Crypto Currency for Average People - Fact vs Hype
Have you ever attended the upcoming blockchains' sales pitch deck or slides? Many of them promise to offer the coin that could be used to replace the banks or the govt money. The reality, however tells us the other story.
Let us take a look at some of the hype vs facts in the context of blockchain is reaching itself to ordinary people.
Entry
Many blockchains tell you that people from 3rd world do not even have the means to open a bank account and crypto is the answer to that. But in reality, they won't tell you that internet access is harder in 3rd world country that puts bigger limitation.
When you have ample amount of data and the cheaper access, people eventually learn how to use apps, create wallets etc. Often the barrier to entry is not govt & financial situation to use crypto, but the internet access that is often limited in some places.
Learning Curve
Have you noticed the learning curve associated with sending payments? In case of PayPal, bank apps and the 3rd party payments app like Venmo, stripe etc have very minimal learning curve.

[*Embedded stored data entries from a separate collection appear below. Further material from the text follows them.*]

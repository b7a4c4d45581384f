//! KVST - Sharded, Durable, TCP Key-Value Store
//! CLI entry point: parse `[port] [aol_path]` positionals, open the
//! server (map recovery + AOL writer + listening socket), wire SIGINT/
//! SIGTERM to a graceful shutdown, and block until it completes.

use std::process::ExitCode;
use std::sync::Arc;

use kvst::config::ServerConfig;
use kvst::server::Server;

const USAGE: &str = "usage: kvst [port] [aol_path]\n\n\
    port       TCP port to listen on (default: 7878)\n\
    aol_path   path to the append-only durability log (default: store.aol)\n\n\
    Set RUST_LOG to control log verbosity (see the `log`/`env_logger` crates).";

fn main() -> ExitCode {
    env_logger::init();

    let args: Vec<String> = std::env::args().skip(1).collect();
    if args.iter().any(|a| a == "-h" || a == "--help") {
        println!("{USAGE}");
        return ExitCode::SUCCESS;
    }

    let config = match parse_args(&args) {
        Ok(config) => config,
        Err(err) => {
            eprintln!("{err}");
            return ExitCode::FAILURE;
        }
    };

    log::info!(
        "starting kvst on port {} with aol at {:?}",
        config.port,
        config.aol_path
    );

    let server = match Server::open(config) {
        Ok(server) => Arc::new(server),
        Err(err) => {
            log::error!("failed to start server: {err}");
            return ExitCode::FAILURE;
        }
    };

    let stop_server = Arc::clone(&server);
    let result = ctrlc::set_handler(move || {
        log::info!("shutdown signal received");
        if let Err(err) = stop_server.stop() {
            log::error!("error during shutdown: {err}");
        }
    });
    if let Err(err) = result {
        log::warn!("failed to install signal handler: {err}");
    }

    let run_result = server.run();

    // `run()` can return because of a graceful `stop()` (already fully
    // drained) or because a connection's fatal AOL error only raised the
    // flag and unblocked the acceptor (§7, §9). Calling `stop()` again
    // here is idempotent and guarantees the pool is drained and the AOL
    // is flushed on every exit path.
    if let Err(err) = server.stop() {
        log::error!("error during final shutdown: {err}");
        return ExitCode::FAILURE;
    }

    log::info!("{}", server.metrics().report());

    match run_result {
        Ok(()) => {
            log::info!("server stopped cleanly");
            ExitCode::SUCCESS
        }
        Err(err) => {
            log::error!("server error: {err}");
            ExitCode::FAILURE
        }
    }
}

/// Parse `[port] [aol_path]` positionals, defaulting to 7878 and
/// `store.aol` (§6.3). Any other argument count or an unparseable port is
/// a fatal startup error.
fn parse_args(args: &[String]) -> Result<ServerConfig, String> {
    let mut config = ServerConfig::default();

    match args.len() {
        0 => {}
        1 => {
            config.port = args[0]
                .parse()
                .map_err(|_| format!("invalid port: {}", args[0]))?;
        }
        2 => {
            config.port = args[0]
                .parse()
                .map_err(|_| format!("invalid port: {}", args[0]))?;
            config.aol_path = args[1].clone().into();
        }
        _ => return Err(USAGE.to_string()),
    }

    Ok(config)
}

Just connect your bank account once and pay.
On the other hand, crypto requires a lot of learning, like creating a wallet address and securely storing the private keys. Taking care of the wallet keys and making sure it won't fall into the hands of the wrong people. Hive is setup and easier, yet many other cryptos are not easy even with multicurrency wallets.
As you can see, contrary to what people think, crypto and blockchain involves a lot of initial barriers in order to accept, send and make routine out of money sending. Plus, the wallets are public, which many average people don't like even if they are anonymous.
Transaction Fees
When you send FIAT money from one person to another, you won't have any transaction fees unless you use the electronic means of payment. You would have taxes but on specific transactions. But in crypto there is a transaction fee for everything.

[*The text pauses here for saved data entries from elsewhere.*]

//! KVST - AOL Writer (C2)
//! Durably records every applied mutation before the server acknowledges
//! the client. The writer owns the open file handle and is the sole
//! mutator of the log file; callers serialize access through a shared
//! mutex (see [`crate::server::Server`]).

use std::fs::{File, OpenOptions};
use std::io::Write;
use std::path::{Path, PathBuf};

use crate::error::{KvError, Result};
use crate::types::{self, Key, Value};

use super::{RecordKind, RECORD_MAGIC};

/// Fixed header size of one AOL record, not counting key/value bytes.
const RECORD_HEADER_SIZE: usize = 20;

/// Append-only durability log writer.
///
/// ## Binary format (per record, big-endian)
/// ```text
/// [magic: 4][command: 1][flags: 1][timestamp: 8][key_len: 2][value_len: 4][key][value]
/// ```
pub struct AolWriter {
    path: PathBuf,
    file: File,
    /// Whether every append calls `sync_data` (durability beyond the OS
    /// page cache). When false, `write_all` alone is considered sufficient
    /// per record; `flush()` still forces a sync on demand.
    sync_writes: bool,
}

impl AolWriter {
    /// Open or create the AOL file at `path` for appending.
    pub fn open(path: impl Into<PathBuf>, sync_writes: bool) -> Result<Self> {
        let path = path.into();
        let file = OpenOptions::new().create(true).append(true).open(&path)?;
        Ok(Self {
            path,
            file,
            sync_writes,
        })
    }

    /// Path to the underlying AOL file.
    pub fn path(&self) -> &Path {
        &self.path
    }

    fn encode(kind: RecordKind, key: &[u8], value: &[u8]) -> Vec<u8> {
        let mut buf = Vec::with_capacity(RECORD_HEADER_SIZE + key.len() + value.len());
        buf.extend_from_slice(&RECORD_MAGIC.to_be_bytes());
        buf.push(kind as u8);
        buf.push(0); // reserved flags
        buf.extend_from_slice(&types::now_nanos().to_be_bytes());
        buf.extend_from_slice(&(key.len() as u16).to_be_bytes());
        buf.extend_from_slice(&(value.len() as u32).to_be_bytes());
        buf.extend_from_slice(key);
        buf.extend_from_slice(value);
        buf
    }

    fn append(&mut self, kind: RecordKind, key: &[u8], value: &[u8]) -> Result<()> {
        let record = Self::encode(kind, key, value);
        self.file.write_all(&record)?;
        // `File` has no userspace buffer, so this is the OS-page-cache-only
        // durability level by default; `flush()` is a no-op here but keeps
        // the write path honest about what "flush before ack" means (§4.2).
        self.file.flush()?;
        if self.sync_writes {
            self.file.sync_data()?;
        }
        Ok(())
    }

    /// Durably record a SET(key, value) mutation.
    pub fn log_set(&mut self, key: &Key, value: &Value) -> Result<()> {
        self.append(RecordKind::Set, key, value)
    }

    /// Durably record a DELETE(key) mutation.
    pub fn log_delete(&mut self, key: &Key) -> Result<()> {
        self.append(RecordKind::Delete, key, &[])
    }

    /// Force buffered bytes to the file and sync them to disk, regardless
    /// of the configured durability level. Called once, last, during
    /// server shutdown.
    pub fn flush(&mut self) -> Result<()> {
        self.file.flush().map_err(KvError::from)?;
        self.file.sync_data().map_err(KvError::from)
    }
}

Take case of Ethereum, the current minimal fee is 3 USD per transaction. Isn't that a big barrier to entry? Do you think the people who have jobs under 1000 USD would afford 3 USD per transaction fees for their everyday usage?
Reversal
This is one benefit and also one of the biggest issues with the blockchain. You just can't reverse the funds. In case of fiat, banks can help you reverse the funds and secure you in case of fraud or credit card theft etc. That's simply is not going to happen, and the people are being forced to double-check before making the transaction.
As much as good this sounds lack of reversal puts many average people on hold from adopting crypto as a means for transactions.
Anonymity & Frauds
Money is a universal connector for both frauds and anonymity. Imagine when you pay some MLM owner who gets you into this program and later shuts it down and there is no way to recover. In case of FIAT, you can have traces that can lead upto him and chances to put him or her into jail.

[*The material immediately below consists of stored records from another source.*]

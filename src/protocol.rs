//! KVST - Binary Wire Protocol (C4)
//! Fixed 16-byte headers for both directions, network byte order.
//!
//! ## Request header (16 bytes)
//! ```text
//! [magic: 4][command: 1][flags: 1][key_length: 4][value_length: 4][sequence_id: 2]
//! ```
//!
//! ## Response header (16 bytes)
//! ```text
//! [magic: 4][status: 1][flags: 1][data_length: 4][reserved: 4][sequence_id: 2]
//! ```
//! The 4-byte reserved gap is kept for wire compatibility even though a
//! clean-room response header would not need it.

use crate::error::KvError;

pub const HEADER_SIZE: usize = 16;

pub const REQUEST_MAGIC: u32 = 0x4B56_5354; // "KVST"
pub const RESPONSE_MAGIC: u32 = 0x4B56_5352; // "KVSR"

/// Maximum key length accepted on the wire.
pub const MAX_KEY_LEN: u32 = 65_535;

/// Command kinds carried in a request header.
#[derive(Debug, Clone, Copy, PartialEq, Eq)]
#[repr(u8)]
pub enum Command {
    Get = 0x01,
    Set = 0x02,
    Delete = 0x03,
    Ping = 0x04,
}

impl TryFrom<u8> for Command {
    type Error = ();

    fn try_from(byte: u8) -> Result<Self, Self::Error> {
        match byte {
            0x01 => Ok(Command::Get),
            0x02 => Ok(Command::Set),
            0x03 => Ok(Command::Delete),
            0x04 => Ok(Command::Ping),
            _ => Err(()),
        }
    }
}

/// Status codes carried in a response header.
#[derive(Debug, Clone, Copy, PartialEq, Eq)]
#[repr(u8)]
pub enum Status {
    Ok = 0x00,
    KeyNotFound = 0x01,
    InvalidCommand = 0x02,
    ProtocolError = 0x03,
    InternalError = 0x04,
}

/// A decoded and validated request header. Key/value bytes follow on the
/// wire and are read separately by the connection pipeline.
#[derive(Debug, Clone, Copy, PartialEq, Eq)]
pub struct RequestHeader {
    pub command: Command,
    pub key_length: u32,
    pub value_length: u32,
    pub sequence_id: u16,
}

/// Decode and validate a 16-byte request header.
///
/// Validation, per the wire spec:
/// - magic must equal [`REQUEST_MAGIC`]
/// - command must be one of GET/SET/DELETE/PING
/// - key_length must be > 0 for GET/SET/DELETE, and 0 for PING, and ≤ [`MAX_KEY_LEN`]
/// - value_length must be 0 for GET/DELETE/PING, and any value for SET
///
/// On any violation this returns `Err` without the caller having read a
/// single byte of the request body (the body isn't read until the header
/// has already validated).
pub fn decode_request_header(bytes: &[u8; HEADER_SIZE]) -> Result<RequestHeader, KvError> {
    let magic = u32::from_be_bytes(bytes[0..4].try_into().unwrap());
    if magic != REQUEST_MAGIC {
        return Err(KvError::Protocol(format!("bad magic: {magic:#x}")));
    }

    let command = Command::try_from(bytes[4])
        .map_err(|_| KvError::InvalidCommand(format!("unknown command byte: {:#x}", bytes[4])))?;

    // bytes[5] is the reserved flags byte; always 0, never validated since
    // a future flag bit must not break old clients.

    let key_length = u32::from_be_bytes(bytes[6..10].try_into().unwrap());
    let value_length = u32::from_be_bytes(bytes[10..14].try_into().unwrap());
    let sequence_id = u16::from_be_bytes(bytes[14..16].try_into().unwrap());

    if key_length > MAX_KEY_LEN {
        return Err(KvError::InvalidCommand(format!(
            "key_length {key_length} exceeds maximum {MAX_KEY_LEN}"
        )));
    }

    match command {
        Command::Get | Command::Set | Command::Delete => {
            if key_length == 0 {
                return Err(KvError::InvalidCommand(
                    "key_length must be > 0 for GET/SET/DELETE".into(),
                ));
            }
        }
        Command::Ping => {
            if key_length != 0 {
                return Err(KvError::InvalidCommand(
                    "key_length must be 0 for PING".into(),
                ));
            }
        }
    }

    match command {
        Command::Get | Command::Delete | Command::Ping => {
            if value_length != 0 {
                return Err(KvError::InvalidCommand(
                    "value_length must be 0 for GET/DELETE/PING".into(),
                ));
            }
        }
        Command::Set => {}
    }

    Ok(RequestHeader {
        command,
        key_length,
        value_length,
        sequence_id,
    })
}

/// Encode the 16-byte request header. Used by clients and by tests driving
/// the server over a real TCP connection.
pub fn encode_request_header(header: &RequestHeader) -> [u8; HEADER_SIZE] {
    let mut buf = [0u8; HEADER_SIZE];
    buf[0..4].copy_from_slice(&REQUEST_MAGIC.to_be_bytes());
    buf[4] = header.command as u8;
    buf[5] = 0;
    buf[6..10].copy_from_slice(&header.key_length.to_be_bytes());
    buf[10..14].copy_from_slice(&header.value_length.to_be_bytes());
    buf[14..16].copy_from_slice(&header.sequence_id.to_be_bytes());
    buf
}

/// Encode a 16-byte response header followed by `payload`. `payload` should
/// be empty for every status except `Ok` responses that carry data (GET).
pub fn encode_response(sequence_id: u16, status: Status, payload: &[u8]) -> Vec<u8> {
    let mut buf = Vec::with_capacity(HEADER_SIZE + payload.len());
    buf.extend_from_slice(&RESPONSE_MAGIC.to_be_bytes());
    buf.push(status as u8);
    buf.push(0); // reserved flags
    buf.extend_from_slice(&(payload.len() as u32).to_be_bytes());
    buf.extend_from_slice(&0u32.to_be_bytes()); // reserved gap, kept for wire compatibility
    buf.extend_from_slice(&sequence_id.to_be_bytes());
    buf.extend_from_slice(payload);
    buf
}

/// A decoded response header, used by the test harness to parse server replies.
#[derive(Debug, Clone, Copy, PartialEq, Eq)]
pub struct ResponseHeader {
    pub status: Status,
    pub data_length: u32,
    pub sequence_id: u16,
}

impl TryFrom<u8> for Status {
    type Error = ();

    fn try_from(byte: u8) -> Result<Self, Self::Error> {
        match byte {
            0x00 => Ok(Status::Ok),
            0x01 => Ok(Status::KeyNotFound),
            0x02 => Ok(Status::InvalidCommand),
            0x03 => Ok(Status::ProtocolError),
            0x04 => Ok(Status::InternalError),
            _ => Err(()),
        }
    }
}

/// Decode a 16-byte response header. Used by the test harness only; the
/// server never parses its own responses.
pub fn decode_response_header(bytes: &[u8; HEADER_SIZE]) -> Result<ResponseHeader, KvError> {
    let magic = u32::from_be_bytes(bytes[0..4].try_into().unwrap());
    if magic != RESPONSE_MAGIC {
        return Err(KvError::Protocol(format!("bad response magic: {magic:#x}")));
    }
    let status = Status::try_from(bytes[4])
        .map_err(|_| KvError::Protocol(format!("unknown status byte: {:#x}", bytes[4])))?;
    let data_length = u32::from_be_bytes(bytes[6..10].try_into().unwrap());
    let sequence_id = u16::from_be_bytes(bytes[14..16].try_into().unwrap());
    Ok(ResponseHeader {
        status,
        data_length,
        sequence_id,
    })
}

#[cfg(test)]
mod tests {
    use super::*;

    fn request_bytes(command: u8, key_length: u32, value_length: u32, seq: u16) -> [u8; HEADER_SIZE] {
        let mut buf = [0u8; HEADER_SIZE];
        buf[0..4].copy_from_slice(&REQUEST_MAGIC.to_be_bytes());
        buf[4] = command;
        buf[6..10].copy_from_slice(&key_length.to_be_bytes());
        buf[10..14].copy_from_slice(&value_length.to_be_bytes());
        buf[14..16].copy_from_slice(&seq.to_be_bytes());
        buf
    }

    #[test]
    fn test_decode_valid_get() {
        let bytes = request_bytes(0x01, 3, 0, 0x0011);
        let header = decode_request_header(&bytes).unwrap();
        assert_eq!(header.command, Command::Get);
        assert_eq!(header.key_length, 3);
        assert_eq!(header.value_length, 0);
        assert_eq!(header.sequence_id, 0x0011);
    }

    #[test]
    fn test_decode_valid_ping_zero_lengths() {
        let bytes = request_bytes(0x04, 0, 0, 1);
        let header = decode_request_header(&bytes).unwrap();
        assert_eq!(header.command, Command::Ping);
    }

    #[test]
    fn test_decode_bad_magic() {
        let mut bytes = request_bytes(0x01, 3, 0, 0);
        bytes[0] = 0x00;
        assert!(decode_request_header(&bytes).is_err());
    }

    #[test]
    fn test_decode_unknown_command() {
        let bytes = request_bytes(0xFF, 3, 0, 0);
        assert!(decode_request_header(&bytes).is_err());
    }

    #[test]
    fn test_decode_get_requires_key() {
        let bytes = request_bytes(0x01, 0, 0, 0);
        assert!(decode_request_header(&bytes).is_err());
    }

    #[test]
    fn test_decode_ping_rejects_key() {
        let bytes = request_bytes(0x04, 1, 0, 0);
        assert!(decode_request_header(&bytes).is_err());
    }

    #[test]
    fn test_decode_get_rejects_value() {
        let bytes = request_bytes(0x01, 3, 1, 0);
        assert!(decode_request_header(&bytes).is_err());
    }

    #[test]
    fn test_decode_set_allows_value() {
        let bytes = request_bytes(0x02, 3, 10, 0);
        assert!(decode_request_header(&bytes).is_ok());
    }

    #[test]
    fn test_decode_rejects_oversized_key() {
        let bytes = request_bytes(0x01, MAX_KEY_LEN + 1, 0, 0);
        assert!(decode_request_header(&bytes).is_err());
    }

    #[test]
    fn test_round_trip_request_header() {
        let header = RequestHeader {
            command: Command::Set,
            key_length: 3,
            value_length: 3,
            sequence_id: 0x0010,
        };
        let bytes = encode_request_header(&header);
        let decoded = decode_request_header(&bytes).unwrap();
        assert_eq!(decoded, header);
    }

    #[test]
    fn test_encode_decode_response_header() {
        let encoded = encode_response(0x0011, Status::Ok, b"bar");
        let mut header_bytes = [0u8; HEADER_SIZE];
        header_bytes.copy_from_slice(&encoded[..HEADER_SIZE]);
        let decoded = decode_response_header(&header_bytes).unwrap();
        assert_eq!(decoded.status, Status::Ok);
        assert_eq!(decoded.data_length, 3);
        assert_eq!(decoded.sequence_id, 0x0011);
        assert_eq!(&encoded[HEADER_SIZE..], b"bar");
    }

    #[test]
    fn test_encode_response_no_payload() {
        let encoded = encode_response(7, Status::KeyNotFound, &[]);
        assert_eq!(encoded.len(), HEADER_SIZE);
    }
}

How can you do that with crypto based scams and frauds? You need to be more savvy on many things in order to avoid frauds and scams that happen to you and around you. Not everyone can be that much superior in their life towards such depth of tech.
Checklist on Crypto Adoption by Average People
Some things take time for the generations to accept and adapt and often we don't talk about them because we want certain things to be accepted quicker for our own benefit. But let's see if crypto can help with it's own adoption in the market by average people if it successfully address their concerns.
- If shop keepers prefer selling you chocolate over 20 cents worth of change, why would they want crypto that can eat their benefit?
- If every transaction is charged over the network on the top of the state, country-based VAT taxes, why would average shops and businesses accept crypto?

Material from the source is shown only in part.